Exercise details: Beginning with the first line of the data below, extract each line up to and including the one containing "#[derive(Debug, Clone, Copy, PartialEq, Eq)]". Copy them exactly and add nothing.

Provided entries:

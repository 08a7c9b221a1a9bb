//! Canonical Huffman tables (ITU T.81 Annex C) and optimal table generation
//! (Annex K.2).

use crate::error::{BlackoutError, Result};

use super::bits::BitReader;

/// Table class as written in DHT segments.
#[derive(Debug, Clone, Copy, PartialEq, Eq)]
pub(crate) enum TableClass {
    Dc = 0,
    Ac = 1,
}

#[derive(Debug, Clone, PartialEq, Eq)]
pub(crate) struct HuffmanTable {
    counts: [u8; 16],
    values: Vec<u8>,
    codes: [u16; 256],
    lengths: [u8; 256],
    max_code: [i32; 17],
    first_index: [usize; 17],
    min_code: [u16; 17],
}

impl HuffmanTable {
    /// Build from code length counts (lengths 1..=16) and symbols in code order.
    pub(crate) fn new(counts: [u8; 16], values: Vec<u8>) -> Result<Self> {
        let total: usize = counts.iter().map(|&c| c as usize).sum();
        if total != values.len() || total > 256 {
            return Err(BlackoutError::Codec(format!(
                "Huffman table declares {} codes for {} symbols",
                total,
                values.len()
            )));
        }

        let mut table = Self {
            counts,
            values,
            codes: [0; 256],
            lengths: [0; 256],
            max_code: [-1; 17],
            first_index: [0; 17],
            min_code: [0; 17],
        };
        let mut code: u32 = 0;
        let mut index = 0;
        for len in 1..=16usize {
            let count = counts[len - 1] as usize;
            table.first_index[len] = index;
            table.min_code[len] = code as u16;
            for _ in 0..count {
                let symbol = table.values[index] as usize;
                table.codes[symbol] = code as u16;
                table.lengths[symbol] = len as u8;
                code += 1;
                index += 1;
            }
            if count > 0 {
                table.max_code[len] = code as i32 - 1;
            }
            if code > 1 << len {
                return Err(BlackoutError::Codec("Huffman code space overflow".into()));
            }
            code <<= 1;
        }
        Ok(table)
    }

    /// Decode one symbol.
    pub(crate) fn decode(&self, reader: &mut BitReader<'_>) -> Result<u8> {
        let mut code: i32 = 0;
        for len in 1..=16 {
            code = (code << 1) | reader.read_bit()? as i32;
            if code <= self.max_code[len] {
                let index = self.first_index[len] + (code - self.min_code[len] as i32) as usize;
                return Ok(self.values[index]);
            }
        }
        Err(BlackoutError::Codec("invalid Huffman code".into()))
    }

    /// Code and length for `symbol`, if the table has one.
    pub(crate) fn code(&self, symbol: u8) -> Option<(u16, u8)> {
        let len = self.lengths[symbol as usize];
        (len > 0).then_some((self.codes[symbol as usize], len))
    }

    /// Optimal table for the given symbol frequencies.
    pub(crate) fn optimal(frequencies: &[u32; 256]) -> Result<Self> {
        if frequencies.iter().all(|&f| f == 0) {
            return Err(BlackoutError::Codec("no symbols to encode".into()));
        }
        let mut freq = [0i64; 257];
        for (f, &count) in freq.iter_mut().zip(frequencies.iter()) {
            *f = count as i64;
        }
        // reserved symbol keeps any code from being all ones
        freq[256] = 1;
        let mut code_size = [0usize; 257];
        let mut others = [-1i32; 257];

        loop {
            let mut c1: i32 = -1;
            let mut v = i64::MAX;
            for (i, &f) in freq.iter().enumerate() {
                if f > 0 && f <= v {
                    v = f;
                    c1 = i as i32;
                }
            }
            let mut c2: i32 = -1;
            v = i64::MAX;
            for (i, &f) in freq.iter().enumerate() {
                if f > 0 && f <= v && i as i32 != c1 {
                    v = f;
                    c2 = i as i32;
                }
            }
            if c2 < 0 {
                break;
            }
            let (mut a, mut b) = (c1 as usize, c2 as usize);
            freq[a] += freq[b];
            freq[b] = 0;
            code_size[a] += 1;
            while others[a] >= 0 {
                a = others[a] as usize;
                code_size[a] += 1;
            }
            others[a] = b as i32;
            code_size[b] += 1;
            while others[b] >= 0 {
                b = others[b] as usize;
                code_size[b] += 1;
            }
        }

        let mut bits = [0usize; 33];
        for &size in code_size.iter().filter(|&&s| s > 0) {
            if size > 32 {
                return Err(BlackoutError::Codec("Huffman code length overflow".into()));
            }
            bits[size] += 1;
        }
        // limit code lengths to 16 bits
        for i in (17..=32).rev() {
            while bits[i] > 0 {
                let mut j = i - 2;
                while bits[j] == 0 {
                    j -= 1;
                }
                bits[i] -= 2;
                bits[i - 1] += 1;
                bits[j + 1] += 2;
                bits[j] -= 1;
            }
        }
        // drop the reserved code from the longest length
        let mut longest = 16;
        while bits[longest] == 0 {
            longest -= 1;
        }
        bits[longest] -= 1;

        let mut values = Vec::new();
        for size in 1..=32 {
            for symbol in 0..256 {
                if code_size[symbol] == size {
                    values.push(symbol as u8);
                }
            }
        }
        let mut counts = [0u8; 16];
        for (count, &b) in counts.iter_mut().zip(&bits[1..=16]) {
            *count = b as u8;
        }
        Self::new(counts, values)
    }

    /// Append this table's DHT entry (class/slot byte, counts, symbols).
    pub(crate) fn write_entry(&self, class: TableClass, slot: u8, out: &mut Vec<u8>) {
        out.push(((class as u8) << 4) | slot);
        out.extend_from_slice(&self.counts);
        out.extend_from_slice(&self.values);
    }

    /// Length of the entry written by [`HuffmanTable::write_entry`].
    pub(crate) fn entry_len(&self) -> usize {
        17 + self.values.len()
    }
}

Solution to this problem:
repository 08a7c9b221a1a9bb
//! Canonical Huffman tables (ITU T.81 Annex C) and optimal table generation
//! (Annex K.2).

use crate::error::{BlackoutError, Result};

use super::bits::BitReader;

/// Table class as written in DHT segments.
#[derive(Debug, Clone, Copy, PartialEq, Eq)]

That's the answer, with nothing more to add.